| Task item |
Select every line below containing the word "written".

| Dataset content |

//! Emitters for the generated files.
//!
//! A [`TablePlan`] is computed once per table: it fixes names, Rust types and
//! the classification of every column, recording diagnostics as it goes. The
//! emitters only read plans, so each diagnostic is reported exactly once no
//! matter how many variants reuse a column.

mod dao;
mod entity;
mod enums;
mod modules;
mod serialization;

use daogen_codegen::{
    Classification, Diagnostic, DiagnosticSink, JsonKind, KeyResolver, KeyShape, NamingStrategy,
    TypeClassifier, TypeMapper,
};
use daogen_schema::{ColumnDescriptor, GeneratorConfig, SchemaDescriptor, TableDescriptor};

use crate::rust_file::Use;
use crate::type_mapper::RustTypeMapper;

pub(crate) use dao::dao_file;
pub(crate) use entity::table_file;
pub(crate) use enums::enums_file;
pub(crate) use modules::{daos_mod, root_mod, tables_mod};

/// Everything the emitters need for one run.
pub(crate) struct EmitContext<'a> {
    pub schema: &'a SchemaDescriptor,
    pub config: &'a GeneratorConfig,
    pub naming: &'a dyn NamingStrategy,
    pub types: RustTypeMapper<'a>,
    pub classifier: TypeClassifier<'a>,
    pub keys: KeyResolver,
}

impl<'a> EmitContext<'a> {
    pub fn runtime(&self) -> &str {
        &self.config.runtime_crate
    }

    pub fn runtime_use(&self, symbols: &[&str]) -> Use {
        Use::new(self.runtime()).symbols(symbols.iter().copied())
    }

    pub fn plan_table(
        &self,
        table: &'a TableDescriptor,
        sink: &mut DiagnosticSink,
    ) -> TablePlan<'a> {
        let columns: Vec<ColumnPlan<'a>> = table
            .columns
            .iter()
            .map(|column| ColumnPlan {
                column,
                field: self.naming.field_name(column),
                fragment: self.naming.method_fragment(column),
                json_field: self.naming.json_field(column),
                ty: self.types.column_type(column),
                getter_type: self.types.getter_type(column),
                enum_type: self.types.enum_type(column),
                classification: self.classifier.classify_reporting(column, sink),
            })
            .collect();

        let identity = self.keys.identity(table);
        let mut plan = TablePlan {
            table,
            type_name: self.naming.type_name(table),
            module: self.naming.module_name(table),
            columns,
            identity,
            persistable: false,
        };
        plan.persistable = self.check_persistable(&plan, sink);
        plan
    }

    /// Whether `Identifiable`, `Entity` and a DAO can be emitted for the table.
    fn check_persistable(&self, plan: &TablePlan<'_>, sink: &mut DiagnosticSink) -> bool {
        let report = self.config.daos;
        let table = &plan.table.name;

        let Some(identity) = &plan.identity else {
            if report {
                sink.push(
                    Diagnostic::info(
                        "dao",
                        format!("Table {} has no primary key, skipping DAO generation", table),
                    )
                    .table(table),
                );
            }
            return false;
        };

        if !self.config.json {
            if report {
                sink.push(
                    Diagnostic::info(
                        "dao",
                        format!(
                            "JSON mapping is disabled, skipping DAO generation for table {}",
                            table
                        ),
                    )
                    .table(table),
                );
            }
            return false;
        }

        for key_column in identity.columns() {
            // Structured JSON values cannot form a key
            let has_sql_mapping = plan.column(&key_column.name).is_some_and(|c| {
                matches!(
                    c.classification.kind(),
                    Some(kind) if !matches!(kind, JsonKind::JsonObject | JsonKind::JsonArray)
                )
            });
            if !has_sql_mapping {
                if report {
                    sink.push(
                        Diagnostic::warning(
                            "dao",
                            format!(
                                "Primary key column {} of table {} has no SQL mapping, skipping DAO generation",
                                key_column.name, table
                            ),
                        )
                        .table(table)
                        .column(&key_column.name),
                    );
                }
                return false;
            }
        }

        if identity.is_degraded() {
            sink.push(
                Diagnostic::info(
                    "keys",
                    format!(
                        "Primary key of table {} has {} columns, more than {}; its identity is an untyped RecordKey",
                        table,
                        identity.degree(),
                        self.keys.max_degree()
                    ),
                )
                .table(table),
            );
        }
        true
    }
}

/// Resolved generation data for one column.
pub(crate) struct ColumnPlan<'a> {
    pub column: &'a ColumnDescriptor,
    /// Struct field, getter and parameter identifier.
    pub field: String,
    /// Fragment of derived method names.
    pub fragment: String,
    pub json_field: String,
    /// Rust value type, without `Option`.
    pub ty: String,
    pub getter_type: String,
    pub enum_type: Option<String>,
    pub classification: Classification,
}

impl ColumnPlan<'_> {
    /// Wire name as a Rust string literal.
    pub fn key_literal(&self) -> String {
        format!("{:?}", self.json_field)
    }

    pub fn column_literal(&self) -> String {
        format!("{:?}", self.column.name)
    }

    pub fn setter(&self) -> String {
        format!("set_{}", self.fragment)
    }

    /// Whether the column is read, written and persisted.
    pub fn is_mapped(&self) -> bool {
        self.classification.is_supported()
    }

    /// Placeholder left in generated bodies for an unsupported column.
    pub fn placeholder(&self) -> Option<String> {
        match &self.classification {
            Classification::Unsupported { type_name } => Some(format!(
                "Omitting unrecognized type {} for column {}!",
                type_name, self.column.name
            )),
            _ => None,
        }
    }
}

/// Resolved generation data for one table.
pub(crate) struct TablePlan<'a> {
    pub table: &'a TableDescriptor,
    pub type_name: String,
    pub module: String,
    pub columns: Vec<ColumnPlan<'a>>,
    pub identity: Option<KeyShape<'a>>,
    pub persistable: bool,
}

impl TablePlan<'_> {
    pub fn column(&self, name: &str) -> Option<&ColumnPlan<'_>> {
        self.columns.iter().find(|c| c.column.name == name)
    }

    pub fn interface_name(&self) -> String {
        format!("I{}", self.type_name)
    }

    pub fn record_name(&self) -> String {
        format!("{}Record", self.type_name)
    }

    pub fn id_name(&self) -> String {
        format!("{}Id", self.type_name)
    }

    pub fn dao_name(&self) -> String {
        format!("{}Dao", self.type_name)
    }

    pub fn dao_module(&self) -> String {
        format!("{}_dao", self.module)
    }

    pub fn table_literal(&self) -> String {
        format!("{:?}", self.table.name)
    }

    /// Key columns in key order.
    pub fn key_columns(&self) -> Vec<&ColumnPlan<'_>> {
        self.identity
            .as_ref()
            .map(|identity| {
                identity
                    .columns()
                    .into_iter()
                    .filter_map(|key| self.column(&key.name))
                    .collect()
            })
            .unwrap_or_default()
    }

    /// Rust type of the identity.
    pub fn id_type(&self) -> Option<String> {
        match self.identity.as_ref()? {
            KeyShape::Scalar(_) => self.key_columns().first().map(|c| c.ty.clone()),
            KeyShape::Tuple(_) => Some(format!(
                "({})",
                self.key_columns()
                    .iter()
                    .map(|c| c.ty.as_str())
                    .collect::<Vec<_>>()
                    .join(", ")
            )),
            KeyShape::Record(_) => Some("RecordKey".to_string()),
        }
    }
}

/// Generated enums referenced by the given columns, first use first.
pub(crate) fn enums_in<'c, 'a: 'c>(
    columns: impl IntoIterator<Item = &'c ColumnPlan<'a>>,
) -> Vec<String> {
    let mut names: Vec<String> = Vec::new();
    for column in columns {
        if let Some(name) = &column.enum_type {
            if !names.contains(name) {
                names.push(name.clone());
            }
        }
    }
    names
}

/// Whether any of the types is written relative to the runtime `json` module.
pub(crate) fn mentions_json<'t>(types: impl IntoIterator<Item = &'t str>) -> bool {
    types.into_iter().any(|ty| ty.contains("json::"))
}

| Response for this exercise |
    /// Whether the column is read, written and persisted.
/// Whether any of the types is written relative to the runtime `json` module.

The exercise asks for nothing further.